Dataset entries

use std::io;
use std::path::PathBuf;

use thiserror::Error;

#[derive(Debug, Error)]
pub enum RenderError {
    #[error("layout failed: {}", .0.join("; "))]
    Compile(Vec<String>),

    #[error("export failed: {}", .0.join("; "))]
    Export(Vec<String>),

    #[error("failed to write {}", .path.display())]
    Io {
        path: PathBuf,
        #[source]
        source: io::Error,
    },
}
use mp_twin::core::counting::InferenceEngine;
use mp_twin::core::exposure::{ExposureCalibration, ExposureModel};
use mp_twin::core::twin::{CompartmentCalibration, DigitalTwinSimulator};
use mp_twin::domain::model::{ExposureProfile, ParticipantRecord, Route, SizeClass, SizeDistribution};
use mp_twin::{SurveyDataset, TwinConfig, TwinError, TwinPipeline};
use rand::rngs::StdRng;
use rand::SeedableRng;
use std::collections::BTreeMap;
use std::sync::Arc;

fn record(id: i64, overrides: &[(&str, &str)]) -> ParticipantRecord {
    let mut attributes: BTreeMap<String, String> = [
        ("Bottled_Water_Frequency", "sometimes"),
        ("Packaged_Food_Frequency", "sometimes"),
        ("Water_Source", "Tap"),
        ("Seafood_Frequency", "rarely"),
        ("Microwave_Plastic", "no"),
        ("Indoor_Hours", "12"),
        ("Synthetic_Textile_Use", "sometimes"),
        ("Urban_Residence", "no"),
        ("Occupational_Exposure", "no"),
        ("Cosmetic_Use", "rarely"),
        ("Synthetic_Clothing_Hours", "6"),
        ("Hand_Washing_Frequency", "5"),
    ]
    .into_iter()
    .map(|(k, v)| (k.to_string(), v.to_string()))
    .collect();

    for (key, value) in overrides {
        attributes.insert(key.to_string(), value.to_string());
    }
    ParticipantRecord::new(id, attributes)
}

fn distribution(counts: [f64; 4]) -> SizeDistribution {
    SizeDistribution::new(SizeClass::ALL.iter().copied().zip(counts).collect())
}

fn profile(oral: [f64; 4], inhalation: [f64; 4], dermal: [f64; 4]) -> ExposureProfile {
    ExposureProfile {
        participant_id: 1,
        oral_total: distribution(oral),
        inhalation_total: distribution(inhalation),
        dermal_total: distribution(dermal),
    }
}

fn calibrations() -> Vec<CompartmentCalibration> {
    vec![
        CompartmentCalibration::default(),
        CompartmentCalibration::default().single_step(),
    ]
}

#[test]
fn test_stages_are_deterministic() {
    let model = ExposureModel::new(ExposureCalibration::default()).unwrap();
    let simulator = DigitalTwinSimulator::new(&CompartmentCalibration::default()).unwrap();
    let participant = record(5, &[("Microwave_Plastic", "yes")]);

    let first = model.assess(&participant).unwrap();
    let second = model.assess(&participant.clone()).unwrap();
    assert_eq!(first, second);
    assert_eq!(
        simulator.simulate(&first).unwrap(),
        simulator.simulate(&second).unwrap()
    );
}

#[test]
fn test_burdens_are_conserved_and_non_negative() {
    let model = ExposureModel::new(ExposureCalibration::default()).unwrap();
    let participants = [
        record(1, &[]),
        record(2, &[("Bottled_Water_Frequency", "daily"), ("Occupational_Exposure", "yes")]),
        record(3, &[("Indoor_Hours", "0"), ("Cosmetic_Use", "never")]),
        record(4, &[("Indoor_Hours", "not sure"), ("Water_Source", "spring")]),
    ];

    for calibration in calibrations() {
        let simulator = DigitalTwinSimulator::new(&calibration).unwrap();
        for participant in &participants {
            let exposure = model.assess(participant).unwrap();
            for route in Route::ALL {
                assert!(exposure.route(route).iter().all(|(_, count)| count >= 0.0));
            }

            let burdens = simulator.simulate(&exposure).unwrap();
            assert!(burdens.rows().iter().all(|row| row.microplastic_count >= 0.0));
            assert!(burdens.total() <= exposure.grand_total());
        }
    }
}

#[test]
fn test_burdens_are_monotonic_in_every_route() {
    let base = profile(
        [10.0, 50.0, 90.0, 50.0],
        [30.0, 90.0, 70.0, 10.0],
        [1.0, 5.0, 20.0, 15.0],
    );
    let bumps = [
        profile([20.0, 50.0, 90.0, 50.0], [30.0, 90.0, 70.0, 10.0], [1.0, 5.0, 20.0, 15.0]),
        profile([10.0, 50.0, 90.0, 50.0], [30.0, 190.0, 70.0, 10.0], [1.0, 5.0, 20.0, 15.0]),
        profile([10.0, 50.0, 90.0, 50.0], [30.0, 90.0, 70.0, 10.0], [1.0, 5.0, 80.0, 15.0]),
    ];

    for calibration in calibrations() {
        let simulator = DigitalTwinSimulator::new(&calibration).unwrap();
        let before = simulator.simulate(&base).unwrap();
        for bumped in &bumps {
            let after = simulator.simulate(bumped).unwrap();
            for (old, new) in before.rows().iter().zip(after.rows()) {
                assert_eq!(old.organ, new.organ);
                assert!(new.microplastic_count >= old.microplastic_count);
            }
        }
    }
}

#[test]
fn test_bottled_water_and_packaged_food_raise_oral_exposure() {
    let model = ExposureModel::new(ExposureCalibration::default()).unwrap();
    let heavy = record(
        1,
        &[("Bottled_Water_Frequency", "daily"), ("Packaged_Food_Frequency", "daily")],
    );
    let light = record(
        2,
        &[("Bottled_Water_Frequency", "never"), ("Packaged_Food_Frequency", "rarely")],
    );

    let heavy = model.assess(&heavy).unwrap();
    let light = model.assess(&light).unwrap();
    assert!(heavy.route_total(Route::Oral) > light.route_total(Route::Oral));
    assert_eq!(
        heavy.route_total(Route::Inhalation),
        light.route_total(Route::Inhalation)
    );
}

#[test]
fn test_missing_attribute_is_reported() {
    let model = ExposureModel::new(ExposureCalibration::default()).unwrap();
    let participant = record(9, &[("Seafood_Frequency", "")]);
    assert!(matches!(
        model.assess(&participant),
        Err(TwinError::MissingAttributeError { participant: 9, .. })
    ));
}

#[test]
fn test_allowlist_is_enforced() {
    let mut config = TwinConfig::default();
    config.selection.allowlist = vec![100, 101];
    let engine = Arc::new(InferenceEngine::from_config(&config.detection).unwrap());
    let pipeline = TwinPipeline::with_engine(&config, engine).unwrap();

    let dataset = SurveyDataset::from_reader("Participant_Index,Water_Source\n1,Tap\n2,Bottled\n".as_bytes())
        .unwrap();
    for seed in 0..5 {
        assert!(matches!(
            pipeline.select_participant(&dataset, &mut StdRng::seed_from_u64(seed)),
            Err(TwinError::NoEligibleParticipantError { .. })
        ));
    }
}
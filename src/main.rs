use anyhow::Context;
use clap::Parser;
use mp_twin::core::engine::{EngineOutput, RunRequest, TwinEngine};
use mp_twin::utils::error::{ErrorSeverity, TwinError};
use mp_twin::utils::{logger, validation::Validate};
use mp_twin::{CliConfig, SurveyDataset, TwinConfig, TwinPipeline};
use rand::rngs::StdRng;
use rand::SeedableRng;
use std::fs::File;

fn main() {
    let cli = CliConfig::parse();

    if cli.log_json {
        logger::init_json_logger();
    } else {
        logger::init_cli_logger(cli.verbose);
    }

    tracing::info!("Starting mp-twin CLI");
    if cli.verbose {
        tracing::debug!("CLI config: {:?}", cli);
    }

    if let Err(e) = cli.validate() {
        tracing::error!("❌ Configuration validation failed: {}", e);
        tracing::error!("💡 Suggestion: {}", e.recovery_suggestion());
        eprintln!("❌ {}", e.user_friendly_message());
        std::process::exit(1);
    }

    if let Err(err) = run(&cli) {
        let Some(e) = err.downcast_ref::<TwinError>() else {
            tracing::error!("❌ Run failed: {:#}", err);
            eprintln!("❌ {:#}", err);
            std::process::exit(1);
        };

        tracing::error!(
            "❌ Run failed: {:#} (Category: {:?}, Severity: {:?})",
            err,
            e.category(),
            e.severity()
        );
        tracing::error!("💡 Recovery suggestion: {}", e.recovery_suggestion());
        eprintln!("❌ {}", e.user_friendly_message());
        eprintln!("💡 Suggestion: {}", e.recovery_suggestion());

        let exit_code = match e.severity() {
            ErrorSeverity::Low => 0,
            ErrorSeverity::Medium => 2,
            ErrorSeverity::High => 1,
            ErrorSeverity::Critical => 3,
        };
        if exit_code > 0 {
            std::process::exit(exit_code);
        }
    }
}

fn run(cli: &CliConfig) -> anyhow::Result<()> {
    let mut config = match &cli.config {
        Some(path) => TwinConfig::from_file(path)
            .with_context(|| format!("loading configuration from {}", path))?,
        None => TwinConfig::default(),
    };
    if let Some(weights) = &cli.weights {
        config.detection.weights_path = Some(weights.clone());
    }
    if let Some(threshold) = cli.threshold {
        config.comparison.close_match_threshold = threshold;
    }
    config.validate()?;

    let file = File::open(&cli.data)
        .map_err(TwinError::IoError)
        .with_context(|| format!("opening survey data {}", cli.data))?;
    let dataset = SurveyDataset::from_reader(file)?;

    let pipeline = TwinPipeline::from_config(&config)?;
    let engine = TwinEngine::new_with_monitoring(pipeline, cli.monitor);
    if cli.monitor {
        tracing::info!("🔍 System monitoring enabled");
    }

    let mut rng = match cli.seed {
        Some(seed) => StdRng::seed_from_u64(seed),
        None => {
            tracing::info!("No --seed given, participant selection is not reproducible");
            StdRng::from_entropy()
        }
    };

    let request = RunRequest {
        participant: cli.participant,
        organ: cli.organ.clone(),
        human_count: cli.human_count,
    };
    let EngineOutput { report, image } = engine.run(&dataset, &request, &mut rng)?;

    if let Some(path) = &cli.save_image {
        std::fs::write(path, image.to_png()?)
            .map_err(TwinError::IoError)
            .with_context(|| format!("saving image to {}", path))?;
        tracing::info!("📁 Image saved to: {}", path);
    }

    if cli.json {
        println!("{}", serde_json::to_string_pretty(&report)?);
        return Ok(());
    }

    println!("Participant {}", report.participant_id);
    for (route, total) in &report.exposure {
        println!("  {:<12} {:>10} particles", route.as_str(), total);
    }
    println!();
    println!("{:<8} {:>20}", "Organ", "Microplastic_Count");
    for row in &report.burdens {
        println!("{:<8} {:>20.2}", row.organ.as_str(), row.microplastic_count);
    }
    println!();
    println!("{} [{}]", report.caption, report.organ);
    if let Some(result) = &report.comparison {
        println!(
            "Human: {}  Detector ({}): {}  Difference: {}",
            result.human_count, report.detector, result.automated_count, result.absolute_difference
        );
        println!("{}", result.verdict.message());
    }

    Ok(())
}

Required work
Each line above, from the one that contains "return Ok(());" to the last line of the records, should be repeated exactly. Leave out all others.

Exercise output
        return Ok(());
    }

    println!("Participant {}", report.participant_id);
    for (route, total) in &report.exposure {
        println!("  {:<12} {:>10} particles", route.as_str(), total);
    }
    println!();
    println!("{:<8} {:>20}", "Organ", "Microplastic_Count");
    for row in &report.burdens {
        println!("{:<8} {:>20.2}", row.organ.as_str(), row.microplastic_count);
    }
    println!();
    println!("{} [{}]", report.caption, report.organ);
    if let Some(result) = &report.comparison {
        println!(
            "Human: {}  Detector ({}): {}  Difference: {}",
            result.human_count, report.detector, result.automated_count, result.absolute_difference
        );
        println!("{}", result.verdict.message());
    }

    Ok(())
}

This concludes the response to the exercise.